Rupiah cenderung melemah di kuartal I 2017



JAKARTA. Nilai tukar mata uang rupiah terhadap dollar AS di akhir tahun cenderung tertekan. Mengutip Bloomberg, Jumat (30/12) posisi rupiah tergelincir tipis 0,01% di level Rp 13.473 per dollar AS. Sementara di kurs tengah Bank Indonesia, nilai tukar rupiah tercatat menguat 0,27% ke level Rp 13.436 per dollar AS. Namun jika dibanding akhir 2015, nilai tukar rupiah masih menguat 2,28% atau naik 2,60% di kurs tengah BI.

David Sumual, Ekonom Bank BCA menuturkan penguatan, rupiah sepanjang tahun 2016 lalu terjadi berkat dukungan fundamental dalam negeri yang positif. Mulai dari terjaganya surplus neraca perdagangan dan transaksi neraca berjalan yang terjaga di area 2% terhadap PDB, inflasi yang tetap dalam target kisaran 3% - 5% serta cadangan devisa yang terjaga di atas US$ 100 miliar.

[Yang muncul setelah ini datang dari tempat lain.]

//! Core data types shared across the pipeline and the planning engine.

pub mod geo;
pub mod ids;
pub mod listing;
pub mod money;
pub mod plan;
pub mod profile;
pub mod recurrence;
pub mod report;
pub mod source;
pub mod venue;

pub use geo::{encode_geohash, GeoPoint, GEO_CELL_PRECISION};
pub use ids::{ChildId, FamilyId, ListingId, SourceId, VenueId};
pub use listing::{
    AgeRange, CanonHash, CanonicalListing, Level, ListingAttributes, RawListing, ScoredCandidate,
    SocialFormat,
};
pub use money::{BillingPeriod, Currency, Price};
pub use plan::{
    ChildAssignment, ConfidenceLabel, Explanation, RecommendationSet, RecommendationSlot,
    Relaxation, RelaxationSuggestion, SolverPlan,
};
pub use profile::{ChildProfile, FamilyProfile, PlanConstraints, DEFAULT_PER_CHILD_CAP};
pub use recurrence::{
    day_abbrev, format_minute, intervals_overlap, parse_day_abbrev, Recurrence, TimeWindow,
};
pub use report::{
    CheckResult, SourceHealthRecord, SourceReport, SourceStatus, ValidationResult,
};
pub use source::{SourceConfig, SourceFormat, SourceOptions};
pub use venue::{normalize_address, Venue};
//! Per-host politeness wrapper.
//!
//! Wraps any Fetcher implementation with per-host rate limiting using the
//! governor crate. Limits are keyed by hostname so a slow municipal feed
//! cannot starve requests to other providers.

use async_trait::async_trait;
use governor::{Quota, RateLimiter};
use nonzero_ext::nonzero;
use std::num::NonZeroU32;
use std::sync::Arc;
use std::time::Duration;

use crate::error::FetchResult;
use crate::traits::Fetcher;

/// Default sustained rate against any single host.
pub const DEFAULT_REQUESTS_PER_SECOND: NonZeroU32 = nonzero!(2u32);

type HostRateLimiter = RateLimiter<
    String,
    governor::state::keyed::DefaultKeyedStateStore<String>,
    governor::clock::DefaultClock,
>;

/// A fetcher wrapper that enforces per-host rate limits.
pub struct PoliteFetcher<F: Fetcher> {
    inner: F,
    limiter: Arc<HostRateLimiter>,
}

impl<F: Fetcher> PoliteFetcher<F> {
    /// Create a new polite fetcher.
    ///
    /// # Arguments
    /// * `fetcher` - The underlying fetcher to wrap
    /// * `requests_per_second` - Maximum requests per second per host
    pub fn new(fetcher: F, requests_per_second: u32) -> Self {
        let quota = Quota::per_second(
            NonZeroU32::new(requests_per_second).unwrap_or(DEFAULT_REQUESTS_PER_SECOND),
        );
        Self {
            inner: fetcher,
            limiter: Arc::new(RateLimiter::keyed(quota)),
        }
    }

    /// Create with a custom quota.
    pub fn with_quota(fetcher: F, quota: Quota) -> Self {
        Self {
            inner: fetcher,
            limiter: Arc::new(RateLimiter::keyed(quota)),
        }
    }

    /// Wait for this host's rate limiter before proceeding.
    async fn wait_for_permit(&self, url: &str) {
        let host = host_key(url);
        self.limiter.until_key_ready(&host).await;
    }
}

/// Hostname bucket for a URL. Unparseable URLs share one bucket; they
/// fail fast in the fetcher anyway.
fn host_key(url: &str) -> String {
    url::Url::parse(url)
        .ok()
        .and_then(|u| u.host_str().map(|h| h.to_string()))
        .unwrap_or_default()
}

#[async_trait]
impl<F: Fetcher> Fetcher for PoliteFetcher<F> {
    async fn fetch(&self, url: &str, timeout: Duration) -> FetchResult<Vec<u8>> {
        self.wait_for_permit(url).await;
        self.inner.fetch(url, timeout).await
    }
}

/// Extension trait for easy politeness wrapping.
pub trait FetcherExt: Fetcher + Sized {
    /// Wrap this fetcher with per-host rate limiting.
    fn polite(self, requests_per_second: u32) -> PoliteFetcher<Self> {
        PoliteFetcher::new(self, requests_per_second)
    }
}

impl<F: Fetcher + Sized> FetcherExt for F {}

#[cfg(test)]
mod tests {
    use super::*;
    use crate::testing::MockFetcher;
    use std::time::Instant;

    #[test]
    fn test_host_key() {
        assert_eq!(host_key("https://example.org/feed.ics"), "example.org");
        assert_eq!(host_key("https://a.example.org:8080/x"), "a.example.org");
        assert_eq!(host_key("not a url"), "");
    }

    #[tokio::test]
    async fn test_rate_limits_same_host() {
        let mock = MockFetcher::new()
            .with_response("https://example.org/a", b"a".to_vec())
            .with_response("https://example.org/b", b"b".to_vec())
            .with_response("https://example.org/c", b"c".to_vec());

        // 2 requests per second
        let fetcher = mock.polite(2);
        let start = Instant::now();

        for path in ["a", "b", "c"] {
            let url = format!("https://example.org/{path}");
            fetcher
                .fetch(&url, Duration::from_secs(1))
                .await
                .unwrap();
        }

        // First two are within the burst window, the third waits
        assert!(
            start.elapsed().as_millis() >= 400,
            "rate limiting not applied: {:?}",
            start.elapsed()
        );
    }

    #[tokio::test]
    async fn test_distinct_hosts_do_not_block_each_other() {
        let mock = MockFetcher::new()
            .with_response("https://a.org/feed", b"a".to_vec())
            .with_response("https://b.org/feed", b"b".to_vec());

        let fetcher = mock.polite(1);
        let start = Instant::now();

        fetcher
            .fetch("https://a.org/feed", Duration::from_secs(1))
            .await
            .unwrap();
        fetcher
            .fetch("https://b.org/feed", Duration::from_secs(1))
            .await
            .unwrap();

        // Each host gets its own quota, so neither request waits
        assert!(
            start.elapsed().as_millis() < 500,
            "hosts are sharing a limiter: {:?}",
            start.elapsed()
        );
    }
}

Belum lagi adanya dukungan katalis positif dari serapan aktivitas tax amnesty turut menambah kekuatan rupiah dari internal. “Selain itu juga hingga pertengahan kuartal III-2016 tidak ada kenaikan suku bunga The Fed yang membuat keunggulan USD mengendur,” tutur David. Itu cukup membuat rupiah menjaga pergerakan di kisaran Rp 12.900 – Rp 13.200 per dollar AS.


Sentimen negatif yang memberatkan rupiah baru terjadi setelah Donald Trump memenangkan Pemilu Presiden AS. Optimisme pelaku pasar dalam memandang kebijakan Trump yang pro pada perkembangan aktivitas industri dan infrastruktur AS disinyalir sejalan dengan harapan pertumbuhan ekonomi yang dipatok The Fed. Hal ini pun sejalan dengan keputusan The Fed untuk kemudian menaikkan suku bunga pada Desember 2016 lalu sebesar 25 bps.

“Di saat yang bersamaan, dalam negeri diguncang oleh ketidakstabilan situasi geopolitik,” imbuh David. Arus dana asing yang keluar pun ikut membengkak, meninggalkan rupiah terpojok atas dominasi keperkasaan USD. 

Untuk kuartal I-2017 David menilai kans rupiah melemah masih terbuka hanya saja rentangnya tetap sempit. Pasalnya, pasar sedang menanti realisasi kebijakan Trump setelah nantinya dilantik pada bulan Januari 2017 ini.

“Jika nantinya realisasi kebijakan Trump memuaskan pasar bukan tidak mungkin USD semakin berjaya,” tutur David. Hal itu juga bisa mendorong The Fed menaikkan suku bunga setidaknya pada FOMC Januari atau Maret 2017 mendatang.

Sementara dari negara seperti Eropa dan China diduga belum akan pulih. Terutama Eropa karena akan berhadapan dengan beberapa pemilu yang akan berlangsung di Itali, Jerman, Perancis, dan Belanda.

Tentunya dengan gejolak ekonomi global, pelaku pasar akan cenderung memilih aset safe haven seperti USD dan memojokkan rupiah. “Namun akan lain cerita jika realisasi kebijakan Trump minim, di sana ada kans rupiah menguat apalagi jika kita berhasil mempertahankan performa ekonomi domestik yang memuaskan,” tambah David.